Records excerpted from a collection
▬▬▬
/// Pure comparison behind [`audit_allocation`].
#[must_use]
pub fn audit_entries(
    allocation: &allocation::Model,
    entries: &[point_transaction::Model],
) -> AllocationAudit {
    let (deductions, grants): (Vec<_>, Vec<_>) = entries
        .iter()
        .filter(|entry| entry.allocation_id == allocation.id)
        .partition(|entry| entry.transaction_type == TransactionType::Deduction);

    let ledger_deducted: i64 = deductions.iter().map(|entry| entry.points_used).sum();
    let ledger_granted: i64 = grants.iter().map(|entry| entry.points_used).sum();

    let consistent = ledger_deducted == allocation.used_points
        && allocation.remaining_points == remaining_of(allocation)
        && allocation.remaining_points >= 0;

    AllocationAudit {
        allocation_id: allocation.id,
        allocated_points: allocation.allocated_points,
        used_points: allocation.used_points,
        remaining_points: allocation.remaining_points,
        ledger_deducted,
        ledger_granted,
        deduction_count: deductions.len(),
        consistent,
    }
}

#[cfg(test)]
mod tests {
    #![allow(clippy::unwrap_used)]
    #![allow(clippy::float_cmp)]
    #![allow(clippy::panic)]
    use super::*;
    use crate::core::allocation::{DisplayStatus, create_allocation, set_allocation_status};
    use crate::test_utils::*;
    use chrono::Duration;
    use sea_orm::{DatabaseBackend, MockDatabase};

    #[tokio::test]
    async fn test_record_deduction_validation() -> Result<()> {
        let db = MockDatabase::new(DatabaseBackend::Sqlite).into_connection();

        let result = record_deduction(&db, 1, 0, 1.0, "test".to_string()).await;
        assert!(matches!(result, Err(Error::InvalidPoints { points: 0 })));

        let result = record_deduction(&db, 1, -10, 1.0, "test".to_string()).await;
        assert!(matches!(result, Err(Error::InvalidPoints { points: -10 })));

        let result = record_deduction(&db, 1, 10, f64::NAN, "test".to_string()).await;
        assert!(matches!(result, Err(Error::InvalidAmount { .. })));

        let result = record_deduction(&db, 1, 10, -1.0, "test".to_string()).await;
        assert!(matches!(result, Err(Error::InvalidAmount { amount: -1.0 })));

        Ok(())
    }

    #[tokio::test]
    async fn test_record_deduction_updates_balance() -> Result<()> {
        let (db, allocation) = setup_with_allocation(1000).await?;

        let entry =
            record_deduction(&db, allocation.id, 300, 30.0, " Listing photos ".to_string())
                .await?;
        assert_eq!(entry.transaction_type, TransactionType::Deduction);
        assert_eq!(entry.points_used, 300);
        assert_eq!(entry.amount_covered, 30.0);
        assert_eq!(entry.description, "Listing photos");

        let updated = require_allocation(&db, allocation.id).await?;
        assert_eq!(updated.used_points, 300);
        assert_eq!(updated.remaining_points, 700);
        assert_eq!(
            updated.remaining_points,
            updated.allocated_points - updated.used_points
        );

        Ok(())
    }

    #[tokio::test]
    async fn test_record_deduction_insufficient_points() -> Result<()> {
        let (db, allocation) = setup_with_allocation(100).await?;

        record_deduction(&db, allocation.id, 60, 6.0, "first".to_string()).await?;
        let result = record_deduction(&db, allocation.id, 50, 5.0, "second".to_string()).await;
        assert!(matches!(
            result,
            Err(Error::InsufficientPoints {
                remaining: 40,
                requested: 50
            })
        ));

        // The rejected deduction left no trace
        let updated = require_allocation(&db, allocation.id).await?;
        assert_eq!(updated.used_points, 60);
        assert_eq!(get_transactions_for_allocation(&db, allocation.id).await?.len(), 1);

        Ok(())
    }

    #[tokio::test]
    async fn test_spending_entire_cap_depletes_allocation() -> Result<()> {
        let (db, allocation) = setup_with_allocation(500).await?;

        record_deduction(&db, allocation.id, 500, 50.0, "everything".to_string()).await?;
        let updated = require_allocation(&db, allocation.id).await?;
        assert_eq!(updated.remaining_points, 0);
        assert_eq!(
            display_status(&updated, Utc::now().date_naive()),
            DisplayStatus::Depleted
        );

        let result = record_deduction(&db, allocation.id, 1, 0.1, "one more".to_string()).await;
        assert!(matches!(
            result,
            Err(Error::InsufficientPoints {
                remaining: 0,
                requested: 1
            })
        ));

        Ok(())
    }

    #[tokio::test]
    async fn test_concurrent_deductions_cannot_double_spend() -> Result<()> {
        let (db, allocation) = setup_with_allocation(1000).await?;

        let (first, second) = tokio::join!(
            record_deduction(&db, allocation.id, 700, 70.0, "session a".to_string()),
            record_deduction(&db, allocation.id, 700, 70.0, "session b".to_string()),
        );

        let outcomes = [first, second];
        let successes = outcomes.iter().filter(|r| r.is_ok()).count();
        assert_eq!(successes, 1);
        assert!(outcomes.iter().any(|r| matches!(
            r,
            Err(Error::InsufficientPoints {
                remaining: 300,
                requested: 700
            })
        )));

        let updated = require_allocation(&db, allocation.id).await?;
        assert_eq!(updated.remaining_points, 300);
        assert_eq!(updated.used_points, 700);

        Ok(())
    }

    #[tokio::test(flavor = "multi_thread", worker_threads = 4)]
    async fn test_parallel_deductions_on_pooled_connections() -> Result<()> {
        let (db, path) = setup_file_db(8).await?;
        // `DatabaseConnection` is not `Clone` when sea-orm's `mock` feature is on.
        let db = std::sync::Arc::new(db);

        for round in 0..5 {
            let allocation = create_test_allocation(&db, 1000).await?;

            let handles: Vec<_> = (0..8)
                .map(|task| {
                    let db = db.clone();
                    tokio::spawn(async move {
                        record_deduction(
                            &db,
                            allocation.id,
                            200,
                            20.0,
                            format!("round {round} task {task}"),
                        )
                        .await
                    })
                })
                .collect();

            let mut successes = 0;
            let mut insufficient = 0;
            for handle in handles {
                match handle.await.unwrap() {
                    Ok(_) => successes += 1,
                    Err(Error::InsufficientPoints { requested: 200, .. }) => insufficient += 1,
                    Err(other) => panic!("unexpected deduction error: {other}"),
                }
            }
            assert_eq!(successes, 5);
            assert_eq!(insufficient, 3);

            let updated = require_allocation(&*db, allocation.id).await?;
            assert_eq!(updated.used_points, 1000);
            assert_eq!(updated.remaining_points, 0);
            let entries = get_transactions_for_allocation(&*db, allocation.id).await?;
            assert_eq!(entries.iter().map(|e| e.points_used).sum::<i64>(), 1000);
        }

        std::sync::Arc::try_unwrap(db)
            .ok()
            .expect("all tasks joined")
            .close()
            .await?;
        remove_file_db(&path);
        Ok(())
    }

    #[tokio::test]
    async fn test_record_deduction_unknown_allocation() -> Result<()> {
        let db = setup_test_db().await?;
        let result = record_deduction(&db, 42, 10, 1.0, "nothing".to_string()).await;
        assert!(matches!(result, Err(Error::AllocationNotFound { id: 42 })));
        Ok(())
    }

    #[tokio::test]
    async fn test_record_deduction_on_suspended_allocation() -> Result<()> {
        let (db, allocation) = setup_with_allocation(100).await?;
        set_allocation_status(&db, allocation.id, AllocationStatus::Suspended).await?;

        let result = record_deduction(&db, allocation.id, 10, 1.0, "blocked".to_string()).await;
        assert!(matches!(
            result,
            Err(Error::AllocationUnavailable {
                status: DisplayStatus::Suspended,
                ..
            })
        ));
        Ok(())
    }

    #[tokio::test]
    async fn test_record_deduction_after_end_date() -> Result<()> {
        let db = setup_test_db().await?;
        let today = Utc::now().date_naive();
        let mut new = test_new_allocation("vendor-1", "agent-1", 100);
        new.start_date = today - Duration::days(30);
        new.end_date = today - Duration::days(1);
        let allocation = create_allocation(&db, new).await?;

        let result = record_deduction(&db, allocation.id, 10, 1.0, "late".to_string()).await;
        assert!(matches!(
            result,
            Err(Error::AllocationUnavailable {
                status: DisplayStatus::Expired,
                ..
            })
        ));
        Ok(())
    }

    #[tokio::test]
    async fn test_record_deduction_before_start_date() -> Result<()> {
        let db = setup_test_db().await?;
        let today = Utc::now().date_naive();
        let mut new = test_new_allocation("vendor-1", "agent-1", 100);
        new.start_date = today + Duration::days(1);
        new.end_date = today + Duration::days(30);
        let allocation = create_allocation(&db, new).await?;

        let result = record_deduction(&db, allocation.id, 10, 1.0, "early".to_string()).await;
        assert!(matches!(
            result,
            Err(Error::AllocationUnavailable {
                status: DisplayStatus::Pending,
                ..
            })
        ));
        Ok(())
    }

    #[tokio::test]
    async fn test_grant_does_not_change_balance() -> Result<()> {
        let (db, allocation) = setup_with_allocation(1000).await?;

        let grant = record_allocation_grant(&db, allocation.id, 1000, 100.0).await?;
        assert_eq!(grant.transaction_type, TransactionType::Allocation);
        assert_eq!(grant.description, "Granted 1000 points for 2024-Q3");

        let updated = require_allocation(&db, allocation.id).await?;
        assert_eq!(updated, allocation);

        let missing = record_allocation_grant(&db, 999, 10, 1.0).await;
        assert!(matches!(missing, Err(Error::AllocationNotFound { id: 999 })));

        Ok(())
    }

    #[tokio::test]
    async fn test_transactions_returned_in_creation_order() -> Result<()> {
        let (db, allocation) = setup_with_allocation(1000).await?;

        let grant = record_allocation_grant(&db, allocation.id, 1000, 100.0).await?;
        let first = create_test_deduction(&db, allocation.id, 100).await?;
        let second = create_test_deduction(&db, allocation.id, 200).await?;

        let entries = get_transactions_for_allocation(&db, allocation.id).await?;
        assert_eq!(entries, vec![grant, first.clone(), second]);

        // Earlier entries are untouched by later writes
        let reread = get_transaction_by_id(&db, first.id).await?.unwrap();
        assert_eq!(reread, first);

        assert!(get_transaction_by_id(&db, 999).await?.is_none());
        Ok(())
    }

    #[tokio::test]
    async fn test_transactions_scoped_to_allocation() -> Result<()> {
        let db = setup_test_db().await?;
        let a = create_test_allocation(&db, 100).await?;
        let b = create_test_allocation(&db, 100).await?;

        let in_a = create_test_deduction(&db, a.id, 10).await?;
        let in_b = create_test_deduction(&db, b.id, 20).await?;

        assert_eq!(get_transactions_for_allocation(&db, a.id).await?, vec![in_a]);
        assert_eq!(get_transactions_for_allocation(&db, b.id).await?, vec![in_b]);
        Ok(())
    }

    #[tokio::test]
    async fn test_audit_matches_ledger_after_activity() -> Result<()> {
        let (db, allocation) = setup_with_allocation(1000).await?;

        record_allocation_grant(&db, allocation.id, 1000, 100.0).await?;
        create_test_deduction(&db, allocation.id, 150).await?;
        create_test_deduction(&db, allocation.id, 250).await?;
        let _ = record_deduction(&db, allocation.id, 900, 90.0, "too much".to_string()).await;

        let audit = audit_allocation(&db, allocation.id).await?;
        assert!(audit.consistent);
        assert_eq!(audit.ledger_deducted, 400);
        assert_eq!(audit.used_points, 400);
        assert_eq!(audit.ledger_granted, 1000);
        assert_eq!(audit.remaining_points, 600);
        assert_eq!(audit.ledger_granted - audit.ledger_deducted, audit.remaining_points);
        assert_eq!(audit.deduction_count, 2);

        Ok(())
    }

    #[test]
    fn test_audit_entries_flags_drift() {
        let now = Utc::now();
        let allocation = allocation::Model {
            id: 7,
            vendor_id: "vendor".to_string(),
            agent_id: "agent".to_string(),
            allocation_period: "2024-Q3".to_string(),
            allocated_points: 100,
            used_points: 50,
            remaining_points: 50,
            status: AllocationStatus::Active,
            start_date: now.date_naive(),
            end_date: now.date_naive(),
            notes: None,
            created_at: now,
            updated_at: now,
        };
        let entry = point_transaction::Model {
            id: 1,
            allocation_id: 7,
            transaction_type: TransactionType::Deduction,
            points_used: 40,
            amount_covered: 4.0,
            description: "partial".to_string(),
            created_at: now,
        };

        let audit = audit_entries(&allocation, &[entry]);
        assert!(!audit.consistent);
        assert_eq!(audit.ledger_deducted, 40);
        assert_eq!(audit.used_points, 50);
    }
}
▬▬▬
◆ What to do: Find every line in the records that contains the word "InvalidAmount"; copy those lines.

◆ Completed exercise:
        assert!(matches!(result, Err(Error::InvalidAmount { .. })));
        assert!(matches!(result, Err(Error::InvalidAmount { amount: -1.0 })));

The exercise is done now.